Dans les vallées angevines, l’analyse du conflit3 conduit à relativiser le poids de l’argumentaire strictement paysager face aux autres registres, en particulier économique (les peupliers nuisent à l’essor des usages récréatifs) ou écologique (ils menacent l’équilibre des milieux). Si l’argument esthétique est mobilisé pour dénoncer l’aspect géométrique des peupleraies, le mitage des paysages traditionnellement ouverts, l’obstruction de certaines vues, l’atteinte à « l’identité des lieux » etc., il souffre cependant d’être relatif à un point de vue et facilement retourné (des photographes amateurs ou l’écrivain Julien Gracq sont utilisés pour construire des représentations positives de ces paysages). La controverse « paysagère » tend donc à s’effacer derrière la question environnementale, dont les arguments sont plus objectivables quoique toujours très discutables (les peupliers ne sont-ils pas des pièges à carbone, ne permettent-ils pas de produire des cagettes en bois ?).

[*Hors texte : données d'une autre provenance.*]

//! Builders selecting the record store and assembling HTTP state over it.

use std::sync::Arc;

use color_eyre::eyre::{Result, WrapErr};
use mockable::DefaultClock;
use tracing::{info, warn};

use pet_registry::domain::ports::{BreedRepository, PasswordHasher, PetRepository, UserRepository};
use pet_registry::domain::{AccountsService, BreedsService, PetsService, ProfileService};
#[cfg(feature = "example-data")]
use pet_registry::example_data::{SeedTargets, seed_example_data_on_startup};
use pet_registry::inbound::http::state::{HttpState, HttpStatePorts};
use pet_registry::outbound::memory::MemoryStore;
use pet_registry::outbound::persistence::{
    DbPool, DieselBreedRepository, DieselPetRepository, DieselUserRepository,
    run_pending_migrations,
};
use pet_registry::outbound::security::Argon2PasswordHasher;

use super::config::ServerSettings;

/// Repositories backing one deployment.
pub struct Stores<U, P, B> {
    pub users: Arc<U>,
    pub pets: Arc<P>,
    pub breeds: Arc<B>,
}

impl<U, P, B> Clone for Stores<U, P, B> {
    fn clone(&self) -> Self {
        Self {
            users: self.users.clone(),
            pets: self.pets.clone(),
            breeds: self.breeds.clone(),
        }
    }
}

/// Record store chosen from the configured database URL.
pub enum Backend {
    Memory(Stores<MemoryStore, MemoryStore, MemoryStore>),
    Postgres(Stores<DieselUserRepository, DieselPetRepository, DieselBreedRepository>),
}

impl Backend {
    fn memory() -> Self {
        let store = Arc::new(MemoryStore::new());
        Self::Memory(Stores {
            users: store.clone(),
            pets: store.clone(),
            breeds: store,
        })
    }

    fn postgres(pool: DbPool) -> Self {
        Self::Postgres(Stores {
            users: Arc::new(DieselUserRepository::new(pool.clone())),
            pets: Arc::new(DieselPetRepository::new(pool.clone())),
            breeds: Arc::new(DieselBreedRepository::new(pool)),
        })
    }
}

/// Open the configured record store, applying migrations for PostgreSQL.
pub async fn build_backend(settings: &ServerSettings) -> Result<Backend> {
    let Some(pool_config) = settings
        .pool_config()
        .wrap_err("invalid database settings")?
    else {
        warn!("no database URL configured; records live in memory and are lost on restart");
        return Ok(Backend::memory());
    };

    run_pending_migrations(pool_config.database_url())
        .await
        .wrap_err("failed to migrate database")?;
    let pool = DbPool::new(pool_config)
        .await
        .wrap_err("failed to build database pool")?;
    info!("connected to PostgreSQL record store");
    Ok(Backend::postgres(pool))
}

/// Wire the domain services over `stores` into handler state.
pub fn build_http_state<U, P, B>(
    stores: &Stores<U, P, B>,
    hasher: Arc<dyn PasswordHasher>,
) -> HttpState
where
    U: UserRepository + 'static,
    P: PetRepository + 'static,
    B: BreedRepository + 'static,
{
    let accounts = Arc::new(AccountsService::new(stores.users.clone(), hasher.clone()));
    let profile = Arc::new(ProfileService::new(
        stores.users.clone(),
        stores.pets.clone(),
        hasher,
    ));
    let pets = Arc::new(PetsService::new(
        stores.pets.clone(),
        stores.users.clone(),
        Arc::new(DefaultClock),
    ));
    HttpState::new(HttpStatePorts {
        login: accounts.clone(),
        registration: accounts,
        profile: profile.clone(),
        profile_command: profile,
        pets: pets.clone(),
        pets_command: pets,
        breeds: Arc::new(BreedsService::new(stores.breeds.clone())),
    })
}

#[cfg(feature = "example-data")]
async fn seed<U, P, B>(
    settings: &ServerSettings,
    stores: &Stores<U, P, B>,
    hasher: Arc<dyn PasswordHasher>,
) -> Result<()>
where
    U: UserRepository,
    P: PetRepository,
    B: BreedRepository,
{
    let targets = SeedTargets {
        pets: stores.pets.clone(),
        users: stores.users.clone(),
        breeds: stores.breeds.clone(),
        hasher,
    };
    seed_example_data_on_startup(&settings.example_data(), targets)
        .await
        .wrap_err("example data seeding failed")?;
    Ok(())
}

#[cfg(not(feature = "example-data"))]
async fn seed<U, P, B>(
    settings: &ServerSettings,
    _stores: &Stores<U, P, B>,
    _hasher: Arc<dyn PasswordHasher>,
) -> Result<()> {
    if settings.seed_enabled {
        warn!("seeding requested but the example-data feature is disabled");
    }
    Ok(())
}

/// Seed the store when enabled and return the handler state.
pub async fn prepare_state(settings: &ServerSettings, backend: &Backend) -> Result<HttpState> {
    let hasher: Arc<dyn PasswordHasher> = Arc::new(Argon2PasswordHasher::new());
    match backend {
        Backend::Memory(stores) => {
            seed(settings, stores, hasher.clone()).await?;
            Ok(build_http_state(stores, hasher))
        }
        Backend::Postgres(stores) => {
            seed(settings, stores, hasher.clone()).await?;
            Ok(build_http_state(stores, hasher))
        }
    }
}
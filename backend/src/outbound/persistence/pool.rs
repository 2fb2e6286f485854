//! Async connection pool for Diesel PostgreSQL connections.
//!
//! Wraps `diesel-async` and `bb8`. Checkout failures surface as
//! [`PoolError`], which each repository maps to its port's connection error.

use std::time::Duration;

use diesel_async::pooled_connection::bb8::{Pool, PooledConnection};
use diesel_async::pooled_connection::AsyncDieselConnectionManager;
use diesel_async::AsyncPgConnection;

/// Errors that can occur during pool operations.
#[derive(Debug, Clone, PartialEq, Eq, thiserror::Error)]
pub enum PoolError {
    /// Failed to check out a connection from the pool.
    #[error("failed to get connection from pool: {message}")]
    Checkout { message: String },

    /// Failed to build the connection pool.
    #[error("failed to build connection pool: {message}")]
    Build { message: String },
}

impl PoolError {
    /// Create a checkout error with the given message.
    pub fn checkout(message: impl Into<String>) -> Self {
        Self::Checkout {
            message: message.into(),
        }
    }

    /// Create a build error with the given message.
    pub fn build(message: impl Into<String>) -> Self {
        Self::Build {
            message: message.into(),
        }
    }
}

/// Configuration for the database connection pool.
///
/// # Example
///
/// ```
/// use std::time::Duration;
/// use pet_registry::outbound::persistence::PoolConfig;
///
/// let config = PoolConfig::new("postgres://registry@localhost/pets")
///     .with_max_size(4)
///     .with_connection_timeout(Duration::from_secs(2));
/// assert_eq!(config.database_url(), "postgres://registry@localhost/pets");
/// ```
#[derive(Debug, Clone)]
pub struct PoolConfig {
    database_url: String,
    max_size: u32,
    min_idle: Option<u32>,
    connection_timeout: Duration,
}

impl PoolConfig {
    /// Defaults: 10 connections, 2 idle, 5 second checkout timeout.
    pub fn new(database_url: impl Into<String>) -> Self {
        Self {
            database_url: database_url.into(),
            max_size: 10,
            min_idle: Some(2),
            connection_timeout: Duration::from_secs(5),
        }
    }

    /// Set the maximum number of connections in the pool.
    pub fn with_max_size(mut self, max_size: u32) -> Self {
        self.max_size = max_size;
        self
    }

    /// Set the minimum number of idle connections to maintain.
    pub fn with_min_idle(mut self, min_idle: Option<u32>) -> Self {
        self.min_idle = min_idle;
        self
    }

    /// Set the connection checkout timeout.
    pub fn with_connection_timeout(mut self, timeout: Duration) -> Self {
        self.connection_timeout = timeout;
        self
    }

    /// Get the database URL.
    pub fn database_url(&self) -> &str {
        &self.database_url
    }
}

/// Shared connection pool handed to every Diesel repository.
#[derive(Clone)]
pub struct DbPool {
    inner: Pool<AsyncPgConnection>,
}

impl DbPool {
    /// Build the pool, opening `min_idle` connections eagerly.
    ///
    /// # Errors
    ///
    /// Returns `PoolError::Build` when the database cannot be reached.
    pub async fn new(config: PoolConfig) -> Result<Self, PoolError> {
        let manager = AsyncDieselConnectionManager::<AsyncPgConnection>::new(&config.database_url);

        let pool = Pool::builder()
            .max_size(config.max_size)
            .min_idle(config.min_idle)
            .connection_timeout(config.connection_timeout)
            .build(manager)
            .await
            .map_err(|err| PoolError::build(err.to_string()))?;

        Ok(Self { inner: pool })
    }

    /// Check out a connection, waiting at most the configured timeout.
    pub async fn get(
        &self,
    ) -> Result<PooledConnection<'_, AsyncPgConnection>, PoolError> {
        self.inner
            .get()
            .await
            .map_err(|err| PoolError::checkout(err.to_string()))
    }
}

#[cfg(test)]
mod tests {
    use super::*;
    use rstest::rstest;

    #[rstest]
    fn pool_config_default_values() {
        let config = PoolConfig::new("postgres://localhost/pets");

        assert_eq!(config.database_url(), "postgres://localhost/pets");
        assert_eq!(config.max_size, 10);
        assert_eq!(config.min_idle, Some(2));
        assert_eq!(config.connection_timeout, Duration::from_secs(5));
    }

    #[rstest]
    fn pool_config_builder_pattern() {
        let config = PoolConfig::new("postgres://localhost/pets")
            .with_max_size(20)
            .with_min_idle(Some(5))
            .with_connection_timeout(Duration::from_secs(60));

        assert_eq!(config.max_size, 20);
        assert_eq!(config.min_idle, Some(5));
        assert_eq!(config.connection_timeout, Duration::from_secs(60));
    }

    #[rstest]
    fn pool_error_display() {
        let checkout_err = PoolError::checkout("connection refused");
        let build_err = PoolError::build("invalid URL");

        assert!(checkout_err.to_string().contains("connection refused"));
        assert!(build_err.to_string().contains("invalid URL"));
    }
}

Au-delà de la controverse argumentative, le conflit exprime la logique d’appropriation citadine des vallées autour d’Angers4 : tout autant qu’inondables ou agricoles, ces terres sont désormais périurbaines, et même urbaines pour l’île Saint-Aubin, véritable parc agricole situé dans les limites communales de la ville. Cette appropriation les soumet aux nouveaux usages récréatifs et nouvelles représentations paysagères qui produisent le conflit.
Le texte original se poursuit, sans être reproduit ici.